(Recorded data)

== Segment start ==

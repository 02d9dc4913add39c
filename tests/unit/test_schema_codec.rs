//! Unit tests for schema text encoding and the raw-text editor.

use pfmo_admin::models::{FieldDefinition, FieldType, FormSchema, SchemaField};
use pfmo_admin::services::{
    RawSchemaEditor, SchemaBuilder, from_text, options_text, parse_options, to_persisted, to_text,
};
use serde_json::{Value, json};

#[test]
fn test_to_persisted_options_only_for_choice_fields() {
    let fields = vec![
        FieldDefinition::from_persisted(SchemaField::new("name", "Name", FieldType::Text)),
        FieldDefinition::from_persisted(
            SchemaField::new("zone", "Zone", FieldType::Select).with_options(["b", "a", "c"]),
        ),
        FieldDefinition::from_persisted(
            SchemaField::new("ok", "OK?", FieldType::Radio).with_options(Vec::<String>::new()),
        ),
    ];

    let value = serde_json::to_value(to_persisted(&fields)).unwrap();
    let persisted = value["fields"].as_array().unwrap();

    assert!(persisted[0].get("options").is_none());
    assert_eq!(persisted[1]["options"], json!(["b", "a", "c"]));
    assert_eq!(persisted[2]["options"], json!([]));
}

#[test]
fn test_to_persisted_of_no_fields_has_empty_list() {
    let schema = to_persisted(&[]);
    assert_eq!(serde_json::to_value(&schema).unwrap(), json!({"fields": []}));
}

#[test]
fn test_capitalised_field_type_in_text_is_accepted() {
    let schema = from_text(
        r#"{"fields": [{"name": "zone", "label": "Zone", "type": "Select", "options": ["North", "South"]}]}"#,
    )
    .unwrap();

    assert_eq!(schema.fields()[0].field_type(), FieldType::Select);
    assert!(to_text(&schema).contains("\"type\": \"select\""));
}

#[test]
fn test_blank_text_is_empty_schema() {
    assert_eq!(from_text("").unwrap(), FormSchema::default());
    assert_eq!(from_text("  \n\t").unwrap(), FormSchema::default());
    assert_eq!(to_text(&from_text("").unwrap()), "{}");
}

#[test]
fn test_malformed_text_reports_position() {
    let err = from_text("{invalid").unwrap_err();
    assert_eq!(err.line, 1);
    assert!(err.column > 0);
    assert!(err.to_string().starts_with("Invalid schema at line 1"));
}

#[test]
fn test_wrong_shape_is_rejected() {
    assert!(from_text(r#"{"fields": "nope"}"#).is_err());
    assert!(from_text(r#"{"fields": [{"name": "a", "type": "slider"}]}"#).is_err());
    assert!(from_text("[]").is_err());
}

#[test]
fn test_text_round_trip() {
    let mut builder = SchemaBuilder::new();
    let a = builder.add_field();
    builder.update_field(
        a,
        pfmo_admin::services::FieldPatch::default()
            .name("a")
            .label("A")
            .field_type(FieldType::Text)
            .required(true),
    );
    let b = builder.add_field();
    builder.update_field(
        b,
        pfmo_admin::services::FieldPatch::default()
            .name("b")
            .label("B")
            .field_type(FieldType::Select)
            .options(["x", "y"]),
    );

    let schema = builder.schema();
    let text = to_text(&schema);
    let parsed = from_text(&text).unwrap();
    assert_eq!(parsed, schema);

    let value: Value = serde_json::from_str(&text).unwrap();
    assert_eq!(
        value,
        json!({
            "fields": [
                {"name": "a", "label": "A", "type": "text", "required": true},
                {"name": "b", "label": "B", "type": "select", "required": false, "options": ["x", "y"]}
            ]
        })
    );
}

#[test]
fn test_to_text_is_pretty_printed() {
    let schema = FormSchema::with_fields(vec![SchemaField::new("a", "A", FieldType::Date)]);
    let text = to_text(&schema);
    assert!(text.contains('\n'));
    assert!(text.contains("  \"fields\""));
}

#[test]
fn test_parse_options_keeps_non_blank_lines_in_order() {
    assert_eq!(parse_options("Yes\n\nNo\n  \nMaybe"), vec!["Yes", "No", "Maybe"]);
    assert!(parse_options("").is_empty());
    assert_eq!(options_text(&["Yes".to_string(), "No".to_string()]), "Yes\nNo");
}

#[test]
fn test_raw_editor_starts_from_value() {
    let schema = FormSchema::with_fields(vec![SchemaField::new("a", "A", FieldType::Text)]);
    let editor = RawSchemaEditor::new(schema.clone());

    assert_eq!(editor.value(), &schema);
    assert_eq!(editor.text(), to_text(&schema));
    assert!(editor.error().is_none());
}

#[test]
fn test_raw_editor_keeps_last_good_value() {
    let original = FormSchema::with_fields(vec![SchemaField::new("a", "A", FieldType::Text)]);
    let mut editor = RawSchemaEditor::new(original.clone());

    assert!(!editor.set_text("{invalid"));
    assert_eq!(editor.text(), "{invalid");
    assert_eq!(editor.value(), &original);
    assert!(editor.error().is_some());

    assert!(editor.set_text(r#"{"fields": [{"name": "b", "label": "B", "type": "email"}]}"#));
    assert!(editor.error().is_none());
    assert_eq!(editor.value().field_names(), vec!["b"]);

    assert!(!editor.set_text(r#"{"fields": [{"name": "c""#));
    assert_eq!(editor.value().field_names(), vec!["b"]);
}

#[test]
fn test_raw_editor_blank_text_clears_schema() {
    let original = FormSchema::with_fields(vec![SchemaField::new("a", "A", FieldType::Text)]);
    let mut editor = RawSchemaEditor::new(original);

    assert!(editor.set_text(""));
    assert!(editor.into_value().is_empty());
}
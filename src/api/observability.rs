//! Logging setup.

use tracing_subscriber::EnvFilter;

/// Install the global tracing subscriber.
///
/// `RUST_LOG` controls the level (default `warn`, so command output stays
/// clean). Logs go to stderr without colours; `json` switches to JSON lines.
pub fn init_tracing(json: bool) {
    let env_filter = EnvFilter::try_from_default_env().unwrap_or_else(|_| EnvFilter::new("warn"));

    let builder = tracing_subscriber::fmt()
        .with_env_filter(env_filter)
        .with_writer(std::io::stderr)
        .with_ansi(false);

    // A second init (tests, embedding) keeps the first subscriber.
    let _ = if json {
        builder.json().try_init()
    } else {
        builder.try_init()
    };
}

== Segment end ==
== Segment start ==

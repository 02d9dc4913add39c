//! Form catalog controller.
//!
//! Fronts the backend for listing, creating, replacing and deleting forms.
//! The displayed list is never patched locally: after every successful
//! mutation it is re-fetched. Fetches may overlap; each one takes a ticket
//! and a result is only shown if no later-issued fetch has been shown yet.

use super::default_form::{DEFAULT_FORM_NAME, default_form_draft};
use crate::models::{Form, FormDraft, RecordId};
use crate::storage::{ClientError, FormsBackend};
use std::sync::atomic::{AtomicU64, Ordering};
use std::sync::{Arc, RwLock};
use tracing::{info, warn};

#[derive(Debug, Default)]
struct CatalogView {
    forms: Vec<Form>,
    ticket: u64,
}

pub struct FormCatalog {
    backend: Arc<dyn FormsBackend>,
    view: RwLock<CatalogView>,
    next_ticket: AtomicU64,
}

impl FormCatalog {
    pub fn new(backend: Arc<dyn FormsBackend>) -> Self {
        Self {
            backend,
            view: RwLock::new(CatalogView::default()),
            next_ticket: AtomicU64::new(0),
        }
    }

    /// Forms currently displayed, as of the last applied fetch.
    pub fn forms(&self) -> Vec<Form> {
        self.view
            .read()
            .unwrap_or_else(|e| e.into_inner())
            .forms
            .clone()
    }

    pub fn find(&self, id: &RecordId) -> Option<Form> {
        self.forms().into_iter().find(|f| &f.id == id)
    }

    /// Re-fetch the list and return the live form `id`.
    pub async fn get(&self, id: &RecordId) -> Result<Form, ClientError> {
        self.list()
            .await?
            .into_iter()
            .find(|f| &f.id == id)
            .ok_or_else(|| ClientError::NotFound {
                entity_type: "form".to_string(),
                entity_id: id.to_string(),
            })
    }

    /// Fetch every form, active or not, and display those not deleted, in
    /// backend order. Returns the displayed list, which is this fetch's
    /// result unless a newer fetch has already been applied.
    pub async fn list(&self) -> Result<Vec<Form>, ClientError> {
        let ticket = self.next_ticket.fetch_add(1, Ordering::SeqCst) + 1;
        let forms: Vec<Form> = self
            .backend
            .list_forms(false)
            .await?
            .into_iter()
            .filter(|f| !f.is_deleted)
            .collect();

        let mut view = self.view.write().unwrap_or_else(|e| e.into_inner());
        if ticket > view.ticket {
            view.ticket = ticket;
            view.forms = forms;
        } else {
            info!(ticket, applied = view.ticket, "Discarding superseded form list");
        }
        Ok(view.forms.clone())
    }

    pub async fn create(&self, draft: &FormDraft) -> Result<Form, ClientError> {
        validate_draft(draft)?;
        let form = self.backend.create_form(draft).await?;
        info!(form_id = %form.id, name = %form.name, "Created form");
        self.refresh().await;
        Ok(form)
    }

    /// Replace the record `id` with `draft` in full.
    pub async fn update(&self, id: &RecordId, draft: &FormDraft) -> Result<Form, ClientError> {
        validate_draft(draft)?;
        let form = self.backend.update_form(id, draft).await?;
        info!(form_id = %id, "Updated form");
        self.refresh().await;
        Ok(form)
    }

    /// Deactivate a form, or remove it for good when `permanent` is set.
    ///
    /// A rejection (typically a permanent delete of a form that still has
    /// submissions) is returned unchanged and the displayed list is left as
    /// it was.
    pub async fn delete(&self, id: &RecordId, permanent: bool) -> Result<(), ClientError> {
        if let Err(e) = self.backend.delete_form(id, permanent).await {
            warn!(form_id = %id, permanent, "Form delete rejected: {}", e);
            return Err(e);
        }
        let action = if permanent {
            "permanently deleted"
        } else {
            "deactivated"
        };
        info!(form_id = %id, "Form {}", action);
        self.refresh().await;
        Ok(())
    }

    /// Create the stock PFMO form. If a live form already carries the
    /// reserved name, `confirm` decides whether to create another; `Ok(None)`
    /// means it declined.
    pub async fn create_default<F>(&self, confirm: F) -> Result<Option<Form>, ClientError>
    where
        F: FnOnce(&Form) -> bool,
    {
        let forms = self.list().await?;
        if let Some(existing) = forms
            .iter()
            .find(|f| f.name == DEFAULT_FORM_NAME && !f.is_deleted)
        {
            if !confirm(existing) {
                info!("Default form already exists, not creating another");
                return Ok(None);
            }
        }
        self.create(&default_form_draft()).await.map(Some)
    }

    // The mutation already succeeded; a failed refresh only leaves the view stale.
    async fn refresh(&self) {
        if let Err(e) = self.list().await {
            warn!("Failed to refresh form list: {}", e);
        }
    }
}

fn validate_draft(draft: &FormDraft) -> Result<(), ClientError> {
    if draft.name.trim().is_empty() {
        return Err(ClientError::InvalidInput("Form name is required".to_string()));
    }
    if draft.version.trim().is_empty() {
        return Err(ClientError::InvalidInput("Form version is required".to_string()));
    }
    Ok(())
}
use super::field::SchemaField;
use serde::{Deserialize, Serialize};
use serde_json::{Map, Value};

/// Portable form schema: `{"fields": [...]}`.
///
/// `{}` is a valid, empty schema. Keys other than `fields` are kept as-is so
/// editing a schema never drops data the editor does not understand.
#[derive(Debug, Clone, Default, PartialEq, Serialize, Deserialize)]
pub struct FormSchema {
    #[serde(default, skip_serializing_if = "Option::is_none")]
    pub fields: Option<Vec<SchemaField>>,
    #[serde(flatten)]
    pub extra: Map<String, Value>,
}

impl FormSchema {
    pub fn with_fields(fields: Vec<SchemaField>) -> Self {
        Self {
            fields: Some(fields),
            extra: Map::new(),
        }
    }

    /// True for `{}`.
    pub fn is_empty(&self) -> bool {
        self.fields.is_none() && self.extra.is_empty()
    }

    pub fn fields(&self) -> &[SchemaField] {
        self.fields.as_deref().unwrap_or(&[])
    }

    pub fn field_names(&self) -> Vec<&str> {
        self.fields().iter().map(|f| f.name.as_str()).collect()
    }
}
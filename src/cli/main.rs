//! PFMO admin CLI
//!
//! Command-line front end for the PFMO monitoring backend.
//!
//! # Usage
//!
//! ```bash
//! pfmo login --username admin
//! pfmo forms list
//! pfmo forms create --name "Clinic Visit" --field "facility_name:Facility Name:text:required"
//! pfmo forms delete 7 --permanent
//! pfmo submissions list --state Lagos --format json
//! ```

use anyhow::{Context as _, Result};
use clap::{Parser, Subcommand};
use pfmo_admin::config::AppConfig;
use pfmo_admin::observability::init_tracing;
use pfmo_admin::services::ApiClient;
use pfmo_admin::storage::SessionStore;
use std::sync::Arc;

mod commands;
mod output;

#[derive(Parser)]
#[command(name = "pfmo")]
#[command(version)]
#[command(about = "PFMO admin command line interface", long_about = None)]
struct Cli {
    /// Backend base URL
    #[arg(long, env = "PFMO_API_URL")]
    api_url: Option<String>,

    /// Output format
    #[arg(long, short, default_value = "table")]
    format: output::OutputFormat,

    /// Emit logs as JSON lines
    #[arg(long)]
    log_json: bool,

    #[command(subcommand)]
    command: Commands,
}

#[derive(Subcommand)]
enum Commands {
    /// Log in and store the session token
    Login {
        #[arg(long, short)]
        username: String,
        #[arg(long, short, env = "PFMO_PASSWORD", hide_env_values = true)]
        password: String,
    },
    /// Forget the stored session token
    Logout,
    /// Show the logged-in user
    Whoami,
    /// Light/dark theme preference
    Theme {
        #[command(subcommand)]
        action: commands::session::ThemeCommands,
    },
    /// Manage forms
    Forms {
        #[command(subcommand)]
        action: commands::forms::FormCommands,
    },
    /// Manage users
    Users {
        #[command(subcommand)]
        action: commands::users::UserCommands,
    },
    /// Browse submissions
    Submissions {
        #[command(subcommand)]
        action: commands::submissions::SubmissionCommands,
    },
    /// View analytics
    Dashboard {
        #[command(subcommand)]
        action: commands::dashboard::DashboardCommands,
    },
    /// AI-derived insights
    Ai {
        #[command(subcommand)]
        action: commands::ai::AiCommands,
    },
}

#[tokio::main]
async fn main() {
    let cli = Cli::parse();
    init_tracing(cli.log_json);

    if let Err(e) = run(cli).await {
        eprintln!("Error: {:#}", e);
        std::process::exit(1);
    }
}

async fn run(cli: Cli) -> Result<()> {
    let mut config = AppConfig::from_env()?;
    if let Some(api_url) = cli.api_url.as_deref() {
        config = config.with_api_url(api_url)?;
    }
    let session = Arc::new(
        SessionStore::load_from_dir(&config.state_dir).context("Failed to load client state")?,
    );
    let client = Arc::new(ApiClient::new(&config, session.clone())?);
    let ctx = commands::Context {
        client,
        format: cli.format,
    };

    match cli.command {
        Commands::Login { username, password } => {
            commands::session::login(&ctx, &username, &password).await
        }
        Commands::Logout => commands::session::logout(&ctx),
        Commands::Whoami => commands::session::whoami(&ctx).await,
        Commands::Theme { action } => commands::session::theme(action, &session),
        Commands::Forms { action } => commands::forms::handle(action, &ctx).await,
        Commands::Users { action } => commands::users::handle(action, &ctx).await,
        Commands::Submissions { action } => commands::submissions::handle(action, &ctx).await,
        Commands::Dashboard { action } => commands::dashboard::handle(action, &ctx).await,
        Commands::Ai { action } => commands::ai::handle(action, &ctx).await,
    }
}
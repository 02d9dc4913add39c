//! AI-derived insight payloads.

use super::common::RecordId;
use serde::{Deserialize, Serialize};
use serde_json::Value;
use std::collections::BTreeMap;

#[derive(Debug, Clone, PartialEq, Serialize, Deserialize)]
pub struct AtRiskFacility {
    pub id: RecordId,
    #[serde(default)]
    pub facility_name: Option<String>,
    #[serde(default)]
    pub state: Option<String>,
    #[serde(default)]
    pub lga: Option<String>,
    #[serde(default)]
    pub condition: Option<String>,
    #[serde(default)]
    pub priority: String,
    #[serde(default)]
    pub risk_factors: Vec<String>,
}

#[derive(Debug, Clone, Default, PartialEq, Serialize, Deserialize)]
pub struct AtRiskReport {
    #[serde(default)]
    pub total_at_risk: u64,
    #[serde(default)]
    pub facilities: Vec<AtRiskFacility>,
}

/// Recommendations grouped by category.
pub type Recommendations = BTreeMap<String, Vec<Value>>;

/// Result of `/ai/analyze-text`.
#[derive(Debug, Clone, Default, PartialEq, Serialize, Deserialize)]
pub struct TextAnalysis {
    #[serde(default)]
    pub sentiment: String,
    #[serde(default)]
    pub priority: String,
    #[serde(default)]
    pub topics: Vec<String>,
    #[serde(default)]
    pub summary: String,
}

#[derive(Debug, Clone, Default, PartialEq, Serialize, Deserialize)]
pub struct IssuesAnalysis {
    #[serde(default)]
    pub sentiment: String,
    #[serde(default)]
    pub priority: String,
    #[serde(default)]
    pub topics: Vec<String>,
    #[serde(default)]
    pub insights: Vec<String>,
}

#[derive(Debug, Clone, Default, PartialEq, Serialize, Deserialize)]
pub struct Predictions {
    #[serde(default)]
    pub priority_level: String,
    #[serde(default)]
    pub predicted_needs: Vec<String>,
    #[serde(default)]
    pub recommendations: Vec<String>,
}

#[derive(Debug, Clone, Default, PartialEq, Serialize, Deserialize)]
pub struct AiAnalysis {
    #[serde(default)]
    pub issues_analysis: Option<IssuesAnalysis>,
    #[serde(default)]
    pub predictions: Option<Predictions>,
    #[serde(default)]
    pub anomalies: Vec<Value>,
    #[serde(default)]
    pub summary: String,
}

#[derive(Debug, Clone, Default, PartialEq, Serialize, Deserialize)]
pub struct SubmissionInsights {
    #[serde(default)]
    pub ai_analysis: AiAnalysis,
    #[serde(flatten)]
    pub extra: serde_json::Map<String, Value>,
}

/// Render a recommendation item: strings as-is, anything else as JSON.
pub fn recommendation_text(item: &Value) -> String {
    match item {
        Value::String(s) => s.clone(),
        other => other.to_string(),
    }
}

== Segment end ==

--- Task to carry out ---
State only the number of lines in these entries that contain "Logout".

--- Reply to the task ---
2